Saved entries
<<<<
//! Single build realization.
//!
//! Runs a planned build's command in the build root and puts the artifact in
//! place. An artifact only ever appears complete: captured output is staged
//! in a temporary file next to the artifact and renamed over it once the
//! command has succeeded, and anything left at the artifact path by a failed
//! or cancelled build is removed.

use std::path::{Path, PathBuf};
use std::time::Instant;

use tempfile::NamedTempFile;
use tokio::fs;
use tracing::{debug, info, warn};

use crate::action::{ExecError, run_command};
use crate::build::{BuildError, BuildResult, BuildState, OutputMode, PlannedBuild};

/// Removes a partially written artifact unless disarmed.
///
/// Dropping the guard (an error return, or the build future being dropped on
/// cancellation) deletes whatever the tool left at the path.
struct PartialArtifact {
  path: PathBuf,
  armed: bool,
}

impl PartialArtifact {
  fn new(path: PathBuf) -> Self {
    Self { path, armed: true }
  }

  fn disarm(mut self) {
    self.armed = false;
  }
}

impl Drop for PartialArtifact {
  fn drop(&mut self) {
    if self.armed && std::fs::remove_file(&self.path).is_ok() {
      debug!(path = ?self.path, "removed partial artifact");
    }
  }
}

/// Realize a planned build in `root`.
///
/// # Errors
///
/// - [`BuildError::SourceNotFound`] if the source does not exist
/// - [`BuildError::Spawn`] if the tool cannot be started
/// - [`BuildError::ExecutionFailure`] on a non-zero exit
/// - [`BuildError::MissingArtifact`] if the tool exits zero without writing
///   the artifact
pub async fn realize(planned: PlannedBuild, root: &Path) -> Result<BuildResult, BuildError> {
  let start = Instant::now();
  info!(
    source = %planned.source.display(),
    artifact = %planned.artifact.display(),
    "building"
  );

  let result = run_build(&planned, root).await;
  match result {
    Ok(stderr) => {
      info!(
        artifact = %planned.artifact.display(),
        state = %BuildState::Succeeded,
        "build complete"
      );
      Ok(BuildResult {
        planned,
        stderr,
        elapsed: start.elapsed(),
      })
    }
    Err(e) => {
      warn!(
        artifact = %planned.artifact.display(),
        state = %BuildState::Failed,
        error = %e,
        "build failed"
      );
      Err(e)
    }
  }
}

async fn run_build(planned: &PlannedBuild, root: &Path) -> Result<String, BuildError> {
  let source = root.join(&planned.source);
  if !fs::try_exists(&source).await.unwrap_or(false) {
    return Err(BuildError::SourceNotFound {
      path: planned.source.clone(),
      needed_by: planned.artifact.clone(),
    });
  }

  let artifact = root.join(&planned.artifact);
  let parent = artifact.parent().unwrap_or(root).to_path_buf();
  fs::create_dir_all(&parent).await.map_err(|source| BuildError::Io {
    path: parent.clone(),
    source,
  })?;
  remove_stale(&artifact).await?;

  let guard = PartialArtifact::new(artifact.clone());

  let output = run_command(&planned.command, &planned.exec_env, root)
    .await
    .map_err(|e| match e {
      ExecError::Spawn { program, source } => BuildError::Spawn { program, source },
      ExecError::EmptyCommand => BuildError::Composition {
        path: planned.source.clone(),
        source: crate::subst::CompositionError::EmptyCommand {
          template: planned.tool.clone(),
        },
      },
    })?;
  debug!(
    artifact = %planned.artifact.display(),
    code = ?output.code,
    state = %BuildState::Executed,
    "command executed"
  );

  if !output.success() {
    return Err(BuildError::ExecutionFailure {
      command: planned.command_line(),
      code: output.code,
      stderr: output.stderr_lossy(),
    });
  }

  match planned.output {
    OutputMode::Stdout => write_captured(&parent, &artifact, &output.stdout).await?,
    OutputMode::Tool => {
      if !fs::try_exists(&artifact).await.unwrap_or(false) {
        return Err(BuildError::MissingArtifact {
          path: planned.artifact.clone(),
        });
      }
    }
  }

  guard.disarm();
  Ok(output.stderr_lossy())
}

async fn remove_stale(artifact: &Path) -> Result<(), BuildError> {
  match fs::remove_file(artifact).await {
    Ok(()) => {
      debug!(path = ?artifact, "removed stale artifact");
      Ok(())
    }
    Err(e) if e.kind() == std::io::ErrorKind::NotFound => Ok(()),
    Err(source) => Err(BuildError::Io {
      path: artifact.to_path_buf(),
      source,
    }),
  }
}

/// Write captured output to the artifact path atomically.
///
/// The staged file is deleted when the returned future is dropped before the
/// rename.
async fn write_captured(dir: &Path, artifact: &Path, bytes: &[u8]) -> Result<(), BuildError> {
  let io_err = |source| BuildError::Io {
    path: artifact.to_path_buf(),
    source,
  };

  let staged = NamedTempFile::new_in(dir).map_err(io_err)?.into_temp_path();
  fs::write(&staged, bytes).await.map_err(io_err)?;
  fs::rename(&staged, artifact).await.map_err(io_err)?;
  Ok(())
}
>>>>
<<<<
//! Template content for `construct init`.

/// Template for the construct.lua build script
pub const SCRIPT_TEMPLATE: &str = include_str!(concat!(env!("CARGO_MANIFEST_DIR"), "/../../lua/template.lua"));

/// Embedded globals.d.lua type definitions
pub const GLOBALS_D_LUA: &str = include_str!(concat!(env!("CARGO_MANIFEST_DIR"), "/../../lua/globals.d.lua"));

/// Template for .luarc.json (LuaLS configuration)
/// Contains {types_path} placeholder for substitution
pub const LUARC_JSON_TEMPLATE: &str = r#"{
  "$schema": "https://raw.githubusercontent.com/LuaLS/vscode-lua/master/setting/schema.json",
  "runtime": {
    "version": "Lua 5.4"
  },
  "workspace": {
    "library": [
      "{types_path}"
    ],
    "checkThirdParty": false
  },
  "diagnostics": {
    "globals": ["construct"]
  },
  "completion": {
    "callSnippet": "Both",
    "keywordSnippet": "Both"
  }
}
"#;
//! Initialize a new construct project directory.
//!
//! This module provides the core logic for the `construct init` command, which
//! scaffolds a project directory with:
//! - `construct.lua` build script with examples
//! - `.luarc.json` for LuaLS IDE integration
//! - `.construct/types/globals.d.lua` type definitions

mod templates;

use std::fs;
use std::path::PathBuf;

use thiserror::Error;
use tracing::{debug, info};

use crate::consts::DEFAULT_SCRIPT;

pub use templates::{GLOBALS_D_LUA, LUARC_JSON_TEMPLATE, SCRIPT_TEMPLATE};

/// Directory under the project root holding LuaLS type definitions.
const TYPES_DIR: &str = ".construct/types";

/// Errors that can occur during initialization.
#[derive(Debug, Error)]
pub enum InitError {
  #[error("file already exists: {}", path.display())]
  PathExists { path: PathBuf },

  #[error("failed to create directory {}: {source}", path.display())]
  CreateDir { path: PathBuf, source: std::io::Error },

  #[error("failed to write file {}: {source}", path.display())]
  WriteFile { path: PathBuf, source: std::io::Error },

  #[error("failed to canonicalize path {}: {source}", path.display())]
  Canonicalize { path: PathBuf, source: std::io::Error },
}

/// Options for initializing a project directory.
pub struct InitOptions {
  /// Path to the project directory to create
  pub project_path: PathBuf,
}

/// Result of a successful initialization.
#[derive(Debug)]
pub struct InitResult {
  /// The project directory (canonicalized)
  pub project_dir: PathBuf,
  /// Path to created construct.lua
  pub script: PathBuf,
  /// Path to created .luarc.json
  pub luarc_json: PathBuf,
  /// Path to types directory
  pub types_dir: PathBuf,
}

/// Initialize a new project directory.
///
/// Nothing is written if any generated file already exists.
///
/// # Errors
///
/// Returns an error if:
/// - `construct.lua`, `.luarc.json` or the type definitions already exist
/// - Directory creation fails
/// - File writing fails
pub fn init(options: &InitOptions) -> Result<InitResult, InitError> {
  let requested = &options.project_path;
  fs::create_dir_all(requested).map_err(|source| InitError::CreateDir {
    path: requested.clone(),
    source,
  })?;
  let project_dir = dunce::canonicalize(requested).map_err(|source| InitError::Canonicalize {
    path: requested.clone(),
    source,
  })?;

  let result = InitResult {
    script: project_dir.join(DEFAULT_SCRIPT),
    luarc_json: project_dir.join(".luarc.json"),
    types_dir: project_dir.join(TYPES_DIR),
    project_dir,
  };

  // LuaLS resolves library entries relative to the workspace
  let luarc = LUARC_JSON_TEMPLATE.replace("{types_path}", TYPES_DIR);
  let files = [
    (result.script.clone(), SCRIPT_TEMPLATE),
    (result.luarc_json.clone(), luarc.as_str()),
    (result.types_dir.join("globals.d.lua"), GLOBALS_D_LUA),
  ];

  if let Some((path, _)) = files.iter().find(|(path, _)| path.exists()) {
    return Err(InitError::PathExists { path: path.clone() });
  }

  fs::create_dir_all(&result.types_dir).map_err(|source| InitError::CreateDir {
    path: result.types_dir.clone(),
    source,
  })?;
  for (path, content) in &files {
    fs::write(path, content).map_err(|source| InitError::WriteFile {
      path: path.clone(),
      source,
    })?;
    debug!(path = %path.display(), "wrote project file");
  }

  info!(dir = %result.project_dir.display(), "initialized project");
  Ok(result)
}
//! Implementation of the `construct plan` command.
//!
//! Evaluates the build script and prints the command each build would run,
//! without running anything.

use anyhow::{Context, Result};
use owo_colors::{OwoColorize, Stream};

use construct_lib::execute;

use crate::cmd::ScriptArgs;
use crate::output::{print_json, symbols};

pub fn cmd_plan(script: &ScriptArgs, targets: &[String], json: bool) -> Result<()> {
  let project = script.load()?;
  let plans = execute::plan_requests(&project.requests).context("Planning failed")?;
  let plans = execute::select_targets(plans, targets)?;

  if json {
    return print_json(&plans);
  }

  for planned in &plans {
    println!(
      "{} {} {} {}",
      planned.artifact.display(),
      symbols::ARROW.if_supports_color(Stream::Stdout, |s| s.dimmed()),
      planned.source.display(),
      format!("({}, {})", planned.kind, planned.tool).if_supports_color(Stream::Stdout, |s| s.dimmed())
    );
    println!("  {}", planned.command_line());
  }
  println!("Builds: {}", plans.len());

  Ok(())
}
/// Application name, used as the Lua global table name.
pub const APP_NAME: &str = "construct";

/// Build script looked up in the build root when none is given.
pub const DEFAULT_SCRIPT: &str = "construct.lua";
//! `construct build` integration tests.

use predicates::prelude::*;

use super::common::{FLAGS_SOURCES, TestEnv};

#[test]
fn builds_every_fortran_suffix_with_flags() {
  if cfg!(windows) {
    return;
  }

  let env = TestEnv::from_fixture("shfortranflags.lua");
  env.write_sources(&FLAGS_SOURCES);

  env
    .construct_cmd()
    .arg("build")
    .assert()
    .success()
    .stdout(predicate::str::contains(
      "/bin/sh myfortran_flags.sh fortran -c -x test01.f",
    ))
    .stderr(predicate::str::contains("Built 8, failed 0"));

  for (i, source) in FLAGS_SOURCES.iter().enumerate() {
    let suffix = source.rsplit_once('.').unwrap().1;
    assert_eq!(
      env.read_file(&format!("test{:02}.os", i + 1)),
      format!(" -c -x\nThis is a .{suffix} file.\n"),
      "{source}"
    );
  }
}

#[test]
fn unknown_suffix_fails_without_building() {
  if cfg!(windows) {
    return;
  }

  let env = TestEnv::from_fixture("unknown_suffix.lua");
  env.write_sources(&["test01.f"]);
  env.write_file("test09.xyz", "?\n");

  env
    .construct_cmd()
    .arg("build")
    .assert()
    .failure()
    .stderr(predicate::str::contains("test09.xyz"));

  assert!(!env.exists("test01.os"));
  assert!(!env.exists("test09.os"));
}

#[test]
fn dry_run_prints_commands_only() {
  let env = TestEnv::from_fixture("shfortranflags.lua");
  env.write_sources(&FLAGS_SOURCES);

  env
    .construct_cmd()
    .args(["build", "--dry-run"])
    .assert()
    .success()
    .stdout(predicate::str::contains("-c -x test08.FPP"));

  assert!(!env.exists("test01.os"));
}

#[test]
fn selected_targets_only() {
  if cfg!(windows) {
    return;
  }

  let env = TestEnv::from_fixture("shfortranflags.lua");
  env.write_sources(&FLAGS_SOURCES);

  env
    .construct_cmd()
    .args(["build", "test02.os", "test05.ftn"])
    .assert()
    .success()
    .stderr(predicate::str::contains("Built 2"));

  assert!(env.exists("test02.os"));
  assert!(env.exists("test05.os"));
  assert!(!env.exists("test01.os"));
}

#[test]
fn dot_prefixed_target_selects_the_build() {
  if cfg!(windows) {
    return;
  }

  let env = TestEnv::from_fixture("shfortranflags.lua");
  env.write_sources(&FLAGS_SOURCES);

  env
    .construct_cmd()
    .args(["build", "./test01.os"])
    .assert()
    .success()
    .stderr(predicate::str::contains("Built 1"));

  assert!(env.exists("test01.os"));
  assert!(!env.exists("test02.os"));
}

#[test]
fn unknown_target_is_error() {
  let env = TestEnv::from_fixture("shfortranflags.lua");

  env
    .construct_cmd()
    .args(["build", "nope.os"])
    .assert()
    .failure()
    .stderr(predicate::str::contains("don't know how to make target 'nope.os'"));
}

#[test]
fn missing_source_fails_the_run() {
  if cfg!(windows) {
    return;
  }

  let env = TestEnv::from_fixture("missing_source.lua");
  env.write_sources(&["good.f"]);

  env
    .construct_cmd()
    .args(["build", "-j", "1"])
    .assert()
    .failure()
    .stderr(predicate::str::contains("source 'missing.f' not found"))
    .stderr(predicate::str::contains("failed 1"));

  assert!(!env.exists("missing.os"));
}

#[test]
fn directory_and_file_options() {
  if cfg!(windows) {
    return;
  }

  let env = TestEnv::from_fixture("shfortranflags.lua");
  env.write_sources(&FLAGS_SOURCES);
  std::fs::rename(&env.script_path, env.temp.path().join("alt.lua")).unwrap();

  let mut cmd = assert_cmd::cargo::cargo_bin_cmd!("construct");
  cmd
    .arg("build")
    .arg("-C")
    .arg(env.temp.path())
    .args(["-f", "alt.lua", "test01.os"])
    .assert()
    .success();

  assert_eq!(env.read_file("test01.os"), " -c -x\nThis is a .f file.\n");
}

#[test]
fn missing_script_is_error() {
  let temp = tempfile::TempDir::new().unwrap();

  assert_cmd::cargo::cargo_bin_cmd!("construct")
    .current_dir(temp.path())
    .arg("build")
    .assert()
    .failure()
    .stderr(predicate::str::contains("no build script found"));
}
>>>>
<<<<
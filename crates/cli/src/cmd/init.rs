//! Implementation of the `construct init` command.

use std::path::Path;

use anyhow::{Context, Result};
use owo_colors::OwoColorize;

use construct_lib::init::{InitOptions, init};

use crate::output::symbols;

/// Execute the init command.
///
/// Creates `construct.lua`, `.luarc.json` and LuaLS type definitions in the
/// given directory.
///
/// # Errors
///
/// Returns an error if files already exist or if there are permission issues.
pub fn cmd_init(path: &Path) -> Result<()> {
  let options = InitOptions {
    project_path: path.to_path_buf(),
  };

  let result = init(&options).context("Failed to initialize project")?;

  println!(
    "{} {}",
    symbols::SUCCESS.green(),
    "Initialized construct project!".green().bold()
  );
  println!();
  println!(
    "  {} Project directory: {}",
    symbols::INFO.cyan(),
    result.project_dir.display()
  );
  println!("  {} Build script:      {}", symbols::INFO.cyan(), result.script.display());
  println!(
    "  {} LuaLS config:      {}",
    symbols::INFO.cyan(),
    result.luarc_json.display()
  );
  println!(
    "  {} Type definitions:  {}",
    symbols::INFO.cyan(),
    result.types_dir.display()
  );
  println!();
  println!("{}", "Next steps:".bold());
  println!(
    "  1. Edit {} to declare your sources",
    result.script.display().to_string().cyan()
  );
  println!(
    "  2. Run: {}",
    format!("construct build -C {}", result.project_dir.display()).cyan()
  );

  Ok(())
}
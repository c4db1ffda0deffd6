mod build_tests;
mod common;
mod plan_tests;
>>>>
• _Problem_:
Your answer should be the number of lines in the records that contain the word "CreateDir", with nothing added.

• _Result_:
3